It then moved to the far corner of the yard and disappeared in the
darkness.
“That’s where
that nest-thing is,” Paul whispered, despite there being no audio to interupt.
After some time
the thing made its way toward the porch, but it made a b-line to the side of
the house. Paul paused the video just as the thing stepped within the
edge of the porchlight. The siblings moved their head closer to the small
display in an effort to make out the large, half-lit blur. The creature’s
oblong torso, which was a little bigger than a riding lawn mower, balanced on
two bony stilts that terminated in large triangular feet. A long curved
neck like a shepherd’s crook held aloft a tall thin head with a smooth, wide
proboscis.
“It looks
like,” Becky squinted, “it looks like a—like a duck.”
Paul nodded
knowingly.
October
29, 2016
Doctor Horner
was pleased that Paul had contacted him. He had requested that the boy
reserve him a room for the last weekend in October.

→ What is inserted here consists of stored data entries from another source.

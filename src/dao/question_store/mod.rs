#[cfg(feature = "couch-store")]
pub mod couchdb;
pub mod memory;

use crate::dao::models::{QuestionEntity, QuizEntity, SessionSummaryEntity};
use crate::dao::storage::StorageResult;
use crate::state::game::{QuestionId, QuizId};
use futures::future::BoxFuture;

/// Read-only access to the question bank owned by an external collaborator.
pub trait QuestionSource: Send + Sync {
    fn question_by_id(
        &self,
        id: QuestionId,
    ) -> BoxFuture<'static, StorageResult<Option<QuestionEntity>>>;
    fn random_questions(&self, count: usize) -> BoxFuture<'static, StorageResult<Vec<QuestionEntity>>>;
    fn quiz_by_id(&self, id: QuizId) -> BoxFuture<'static, StorageResult<Option<QuizEntity>>>;
    /// Questions of a quiz in play order; `None` when the quiz does not exist.
    fn quiz_questions(
        &self,
        id: QuizId,
    ) -> BoxFuture<'static, StorageResult<Option<Vec<QuestionEntity>>>>;
    fn health_check(&self) -> BoxFuture<'static, StorageResult<()>>;
}

/// Optional destination for summaries of finished games.
pub trait SessionSink: Send + Sync {
    fn save_session(&self, summary: SessionSummaryEntity) -> BoxFuture<'static, StorageResult<()>>;
}
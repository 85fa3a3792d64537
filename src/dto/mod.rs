use time::{OffsetDateTime, format_description::well_known::Rfc3339};

pub mod game;
pub mod health;
pub mod sse;
pub mod validation;
pub mod ws;

/// Render a wall-clock instant the way every persisted timestamp is stored.
pub fn format_timestamp(time: OffsetDateTime) -> String {
    time.format(&Rfc3339)
        .unwrap_or_else(|_| "invalid-timestamp".into())
}
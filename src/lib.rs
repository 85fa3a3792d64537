//! Library crate for live-quiz-back, exposing modules for binaries and integration tests.

pub mod config;
pub mod dao;
pub mod dto;
pub mod error;
pub mod routes;
pub mod services;
pub mod state;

Paul had offered to try to
sneak him onto his mother’s electronic registrar, but Horner declined, happily
offering to pay for his stay. Even so, Paul input the Groupon discount
code to save him 20%.
The day of the
Doctor’s arrival, Nancy had never seen her son work so quickly. She
assumed he was trying to finish his chores in time for some Halloween mischief,
but she was wrong. Paul was eager to tell the Doctor—to tell anyone who
actually cared to listen—all that had happened. When Horner finally did
arrive that afternoon, Paul wasted no time in getting down to business.

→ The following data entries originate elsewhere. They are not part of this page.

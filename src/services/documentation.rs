use utoipa::OpenApi;

#[derive(OpenApi)]
/// Aggregated OpenAPI specification for Live Quiz Back.
#[openapi(
    paths(
        crate::routes::health::healthcheck,
        crate::routes::game::game_state,
        crate::routes::game::quiz_overview,
        crate::routes::sse::public_stream,
        crate::routes::websocket::player_ws,
        crate::routes::websocket::admin_ws,
    ),
    components(
        schemas(
            crate::dto::health::HealthResponse,
            crate::dto::ws::ClientMessage,
            crate::dto::ws::ServerMessage,
            crate::dto::ws::ShowQuestionRequest,
            crate::dto::game::GameStateSnapshot,
            crate::dto::game::QuizOverview,
            crate::dto::game::QuestionDto,
            crate::dto::game::PlayerQuestion,
            crate::dto::game::QuestionResults,
            crate::dto::game::FinalStandings,
        )
    ),
    tags(
        (name = "health", description = "Health check endpoints"),
        (name = "game", description = "Live session state and stored quizzes"),
        (name = "sse", description = "Server-sent events streams"),
        (name = "websocket", description = "Player and admin WebSocket endpoints"),
    )
)]
pub struct ApiDoc;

The Doctor hadn’t even set his suitcase on his bed before Paul shoved his
phone in front of him.
“Ok, ok,” said
Horner with a modest smile. The boy’s overzealousness amused him.

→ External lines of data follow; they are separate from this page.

use std::{fmt, str::FromStr, time::Instant};

use serde::{Deserialize, Serialize};
use thiserror::Error;
use utoipa::ToSchema;
use uuid::Uuid;

use crate::dao::models::{MediaEntity, QuestionEntity};

/// Identity of a transport connection; doubles as the player identity.
pub type ConnectionId = Uuid;
/// Identifier of a question record in the question bank.
pub type QuestionId = u64;
/// Identifier of a quiz in the question bank.
pub type QuizId = u64;
/// Monotonic identifier of a round within one process.
pub type RoundId = u64;

/// One of the four answer slots of a multiple-choice question.
#[derive(Debug, Clone, Copy, PartialEq, Eq, Hash, Serialize, Deserialize, ToSchema)]
pub enum Choice {
    A,
    B,
    C,
    D,
}

/// Raised when a choice letter is not one of `A`, `B`, `C`, `D`.
#[derive(Debug, Clone, PartialEq, Eq, Error)]
#[error("invalid choice `{0}`, expected one of A, B, C, D")]
pub struct ParseChoiceError(pub String);

impl FromStr for Choice {
    type Err = ParseChoiceError;

    fn from_str(value: &str) -> Result<Self, Self::Err> {
        match value.trim() {
            "A" | "a" => Ok(Choice::A),
            "B" | "b" => Ok(Choice::B),
            "C" | "c" => Ok(Choice::C),
            "D" | "d" => Ok(Choice::D),
            other => Err(ParseChoiceError(other.to_string())),
        }
    }
}

impl fmt::Display for Choice {
    fn fmt(&self, f: &mut fmt::Formatter<'_>) -> fmt::Result {
        let letter = match self {
            Choice::A => "A",
            Choice::B => "B",
            Choice::C => "C",
            Choice::D => "D",
        };
        f.write_str(letter)
    }
}

/// Text displayed for each answer slot.
#[derive(Debug, Clone, PartialEq, Eq)]
pub struct AnswerOptions {
    pub a: String,
    pub b: String,
    pub c: String,
    pub d: String,
}

/// Kind of media attached to a question.
#[derive(Debug, Clone, Copy, PartialEq, Eq, Serialize, Deserialize, ToSchema)]
#[serde(rename_all = "snake_case")]
pub enum MediaKind {
    Image,
    Video,
    Audio,
}

/// Media resource displayed alongside a question.
#[derive(Debug, Clone, PartialEq, Eq)]
pub struct Media {
    pub url: String,
    pub kind: MediaKind,
}

/// Full question record, including the correct answer.
///
/// Only admin connections may ever receive this form; players get the
/// projection built by [`crate::dto::game::PlayerQuestion`].
#[derive(Debug, Clone, PartialEq, Eq)]
pub struct Question {
    pub id: QuestionId,
    pub prompt: String,
    pub options: AnswerOptions,
    pub correct_answer: Choice,
    /// Raw limit as supplied by the source; unset or non-positive falls back to the default.
    pub time_limit_seconds: Option<i64>,
    pub media: Option<Media>,
    pub category: Option<String>,
    pub difficulty: Option<String>,
}

impl Question {
    /// Countdown length for a round showing this question.
    pub fn effective_time_limit(&self, default_secs: u32) -> u32 {
        match self.time_limit_seconds {
            Some(limit) if limit > 0 => u32::try_from(limit).unwrap_or(u32::MAX),
            _ => default_secs,
        }
    }
}

/// Ordered question list consumed in quiz mode.
#[derive(Debug, Clone, PartialEq, Eq)]
pub struct Quiz {
    /// Absent for ad-hoc quizzes assembled from random questions.
    pub id: Option<QuizId>,
    pub name: String,
    pub questions: Vec<Question>,
}

/// Participant registered on a player connection.
#[derive(Debug, Clone, PartialEq, Eq)]
pub struct Player {
    pub id: ConnectionId,
    pub display_name: String,
    pub score: u32,
    pub questions_answered: u32,
    pub correct_answers: u32,
}

impl Player {
    /// Fresh player with a zeroed score.
    pub fn new(id: ConnectionId, display_name: String) -> Self {
        Self {
            id,
            display_name,
            score: 0,
            questions_answered: 0,
            correct_answers: 0,
        }
    }
}

/// Answer recorded for the currently open round.
#[derive(Debug, Clone, PartialEq, Eq)]
pub struct AnswerSubmission {
    pub player_id: ConnectionId,
    /// Name captured at submission time so results survive a disconnect.
    pub player_name: String,
    pub question_id: QuestionId,
    pub choice: Choice,
    pub submitted_at: Instant,
}

impl From<MediaEntity> for Media {
    fn from(value: MediaEntity) -> Self {
        Self {
            url: value.url,
            kind: value.kind,
        }
    }
}

impl From<QuestionEntity> for Question {
    fn from(value: QuestionEntity) -> Self {
        Self {
            id: value.id,
            prompt: value.question,
            options: AnswerOptions {
                a: value.option_a,
                b: value.option_b,
                c: value.option_c,
                d: value.option_d,
            },
            correct_answer: value.correct_answer,
            time_limit_seconds: value.time_limit,
            media: value.media.map(Into::into),
            category: value.category,
            difficulty: value.difficulty,
        }
    }
}

#[cfg(test)]
mod tests {
    use super::*;

    fn question(limit: Option<i64>) -> Question {
        Question {
            id: 1,
            prompt: "2 + 2?".into(),
            options: AnswerOptions {
                a: "3".into(),
                b: "4".into(),
                c: "5".into(),
                d: "22".into(),
            },
            correct_answer: Choice::B,
            time_limit_seconds: limit,
            media: None,
            category: None,
            difficulty: None,
        }
    }

    #[test]
    fn time_limit_falls_back_to_default_when_unset_or_non_positive() {
        assert_eq!(question(None).effective_time_limit(30), 30);
        assert_eq!(question(Some(0)).effective_time_limit(30), 30);
        assert_eq!(question(Some(-5)).effective_time_limit(30), 30);
        assert_eq!(question(Some(12)).effective_time_limit(30), 12);
    }

    #[test]
    fn choice_parses_letters_case_insensitively() {
        assert_eq!("C".parse::<Choice>(), Ok(Choice::C));
        assert_eq!(" d ".parse::<Choice>(), Ok(Choice::D));
        assert!("E".parse::<Choice>().is_err());
        assert!("".parse::<Choice>().is_err());
    }
}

He looked at Rebecca. “Is he always like this?”
She leaned
against the open door frame and rolled her eyes.
Horner sat on
the bed and unbuttoned his tweed blazer. Paul hopped up beside him and
held his phone above the Doctor’s lap. He played the video for him a
couple times before pausing on the blurry image of the creature exiting the
yard. The Doctor pulled a magnifying glass from a pocket inside his coat
and positioned it over the still frame. He examined the image for what
felt like an hour to Paul.
“Yes,” he droned,
squinting at the image. “I think what we have here is an anatidaenthrope.”
“A what?”
said Rebecca.
“A wereduck,”
he clarified.
Paul’s jaw
nearly fell off. “You mean like a werewolf?”
“Well the word were
comes from an old English word meaning man. Werewolf
literally means man-wolf. What we have here looks to be a
man-duck.”
He looked at
his sister, grinning widely. “I knew it!”
“Oh come
on, Paul! You actually believe that garbage?”
“It’s not
garbage,” said Paul. “Doctor Horner is a retired, um,” he hesitated,
“doctor! He knows what he’s talking about.
“A werewolf
would be stupid enough, but you two actually believe that there’s a man who has
been turning into a duck every full moon and wrecking the house?”
“You saw the
video, Beck!”
“The video is a
blur! I can’t tell if that thing is a duck, a man, or a Volkswagen Beetle.”
Paul looked to
the ceiling and slapped his hand against the side of his head.
“Actually,”
Horner interjected, “I don’t believe that it is a man. Judging by the size of
the creature, I’d guess that whoever is turning into a duck is someone smaller,
younger— an adolescent say.”
Both Horner and
Rebecca slowly turned their heads to Paul.
“What?
You think it’s me?”
“Where were you
the night this video was shot?”
“I was sitting
on the back porch watching the yard, and then I guess I fell asleep.”
Horner pulled a
pencil and notepad from his breast pocket. “Were-animals are notoriously
mal-tempered. If the wereduck didn’t attack you while you slept it would
have been a miracle. Have you been in contact with any waterfowl lately?”
Paul pulled on
a strand of memory. “There’s a pond in the park down the street. We
always feed the ducks when they return at Spring.”
Horner scrawled
on his notepad. “And when you fed these ducks, was this before the
strange occurrences started happening around the house?”
“Yeah.
They’re so tame that they’ll eat right out of your,” his mouth slowly
fell open, “hand.” Paul’s eyes widened. “No. I—I couldn’t
be.”
“We’ll see.
There’s a full moon tomorrow. I’d like to do a little experiment,
Paul, if you don’t mind.
Paul shook his
head.
“Is there
anywhere we can lock you up? Preferably somewhere away from your mother.”
Paul squirmed
uncomfortably.
The doctor held
up his hand. “Just for a night. If you do transform I’d like to get
a good look at what you become. This is a rare opportunity to study and
photograph an anatidaenthrope up close.”
Becky was
silently shaking her head, her brow furrowed.
Paul was
reluctant . “Well, there is a shed in the backyard where mom locks up her
garden equipment.”
“Does the shed
have a window?”
Paul nodded.
“A small one in the back. But I don’t want to be observed doc, I
want to be cured.”
“And you will
be. I’ll spend one night studying you, in the name of science, and the
next day we’ll solve your anatidaenthropy problem.”
“And how will
we do that?”
The Doctor
turned to the suitcase he had placed on the bed. Paul took note as he
entered the code, 636, that released the combination lock.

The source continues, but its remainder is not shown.